B1. Use the internet to acquire a map of rawinsonde sounding locations for your part of the world, and determine which four sounding locations are closest to your school.
B2. Use the internet to acquire WMO (World Meteorological Organization) and ICAO (International Civil Aviation Organization) identification codes for the four sounding locations closest to your school or business. For each of those four locations, what is the latitude, longitude, topographic elevation, and other info about the site.
B3. Use the internet to acquire different thermo diagrams (e.g., Emagrams, skew-Ts, Stüve diagrams, tephigrams, etc) for the most recent rawinsonde sounding made at the launch site closest to your school or business. Which web site (URL) has the diagram that is clearest or easiest to read?
B4. Use the internet to acquire today’s surface weather data of (P, T, and T_{d}) for the a weather station that is near you. After plotting those on a skew-T diagram, use graphical methods to estimate the lifting condensation level. How does this height compare to any cumulus cloud bases that might be reported from the same station?
B5. Use the internet to acquire rawinsonde data in text form (i.e., a table of numbers) for an upper-air station near you, or a different station that your instructor assigns. Then plot this sounding by hand on a large thermo diagram (skew-T, unless your instructor indicates a different diagram). Determine the LCL for an air parcel rising from the surface.
B6. Use the internet to acquire a sequence of 4 successive soundings from a single rawinsonde station assigned by your instructor. Describe the evolution of the air at that location (e.g., warming, cooling, getting more humid, getting windier, etc.).
B7. Use the internet to acquire an already-plotted sounding near your location prior to a rain storm. From the plotted sounding, determine the temperature and mixing ratio near the ground, and then move that hypothetical air parcel upward to a pressure of 40 kPa. Use the thermo diagram to estimate the final liquid-water mixing ratio of the parcel.

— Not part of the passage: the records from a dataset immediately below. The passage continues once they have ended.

// SPDX-License-Identifier: MPL-2.0

//! `UberSmart` controller example.
//!
//! Scans for controllers, prints their status, and optionally writes the
//! switches or the clock.
//!
//! # Usage
//!
//! ```bash
//! # List controllers in range
//! cargo run --example ubersmart_info -- scan
//!
//! # Print the status of one controller as JSON
//! cargo run --example ubersmart_info -- info <address>
//!
//! # Write all four switches (element, pump, holiday, solenoid)
//! cargo run --example ubersmart_info -- switches <address> <8 hex digits>
//!
//! # Set the controller clock to the local time
//! cargo run --example ubersmart_info -- time <address>
//! ```
//!
//! # Examples
//!
//! ```bash
//! cargo run --example ubersmart_info -- info AA:BB:CC:DD:EE:FF
//! cargo run --example ubersmart_info -- switches AA:BB:CC:DD:EE:FF 00000002
//! ```

use std::env;

use ubersolar_lib::UberSmart;
use ubersolar_lib::discovery::{DiscoveryOptions, Scanner};
use ubersolar_lib::subscription::Subscribable;
use ubersolar_lib::transport::BtleplugTransport;

#[tokio::main]
async fn main() -> Result<(), Box<dyn std::error::Error>> {
    let args: Vec<String> = env::args().collect();

    if args.len() < 2 {
        print_usage(&args[0]);
        std::process::exit(1);
    }

    let transport = BtleplugTransport::default_adapter().await?;
    let scanner = Scanner::new(transport.adapter().clone());
    let options = DiscoveryOptions::new();

    if args[1] == "scan" {
        let devices = scanner.discover(&options).await?;
        if devices.is_empty() {
            println!("No controllers found");
        }
        for device in devices {
            println!("{device} rssi={:?}", device.rssi());
        }
        return Ok(());
    }

    let Some(address) = args.get(2) else {
        print_usage(&args[0]);
        std::process::exit(1);
    };
    let Some(info) = scanner.find(address, &options).await? else {
        eprintln!("Controller {address} not found");
        std::process::exit(1);
    };

    let device = UberSmart::builder(transport, info).build();
    device.on_disconnected(|expected| {
        if !expected {
            eprintln!("Link dropped unexpectedly");
        }
    });

    match args[1].as_str() {
        "info" => {}
        "switches" => {
            let Some(switches) = args.get(3) else {
                print_usage(&args[0]);
                std::process::exit(1);
            };
            device.toggle_switches_all(switches).await?;
        }
        "time" => device.set_current_time().await?,
        mode => {
            eprintln!("Unknown mode: {mode}");
            print_usage(&args[0]);
            std::process::exit(1);
        }
    }

    device.update().await?;
    let status = serde_json::Value::Object(device.status().to_map());
    println!("{}", serde_json::to_string_pretty(&status)?);

    device.disconnect().await;
    Ok(())
}

fn print_usage(program: &str) {
    eprintln!("Usage:");
    eprintln!("  {program} scan");
    eprintln!("  {program} info <address>");
    eprintln!("  {program} switches <address> <8 hex digits>");
    eprintln!("  {program} time <address>");
}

Can you relate the actual precipitation depth that was observed from this storm to your hypothetical liquid-water mixing ratio? Would you get a more-realistic answer if you stopped the parcel at a different pressure?
B8. In the Thunderstorm chapters you will learn additional ways to use soundings on thermo diagrams to help estimate thunderstorm strength, tornado likelihood, and other storm characteristics. As a preview of this application, find on the internet an already-plotted sounding that also shows wind information or Convective Available Potential Energy (CAPE) or other stability indices. See if that web site has a link to a legend that defines those terms. If so, use that legend to interpret the stability indices on the sounding, and explain what they mean.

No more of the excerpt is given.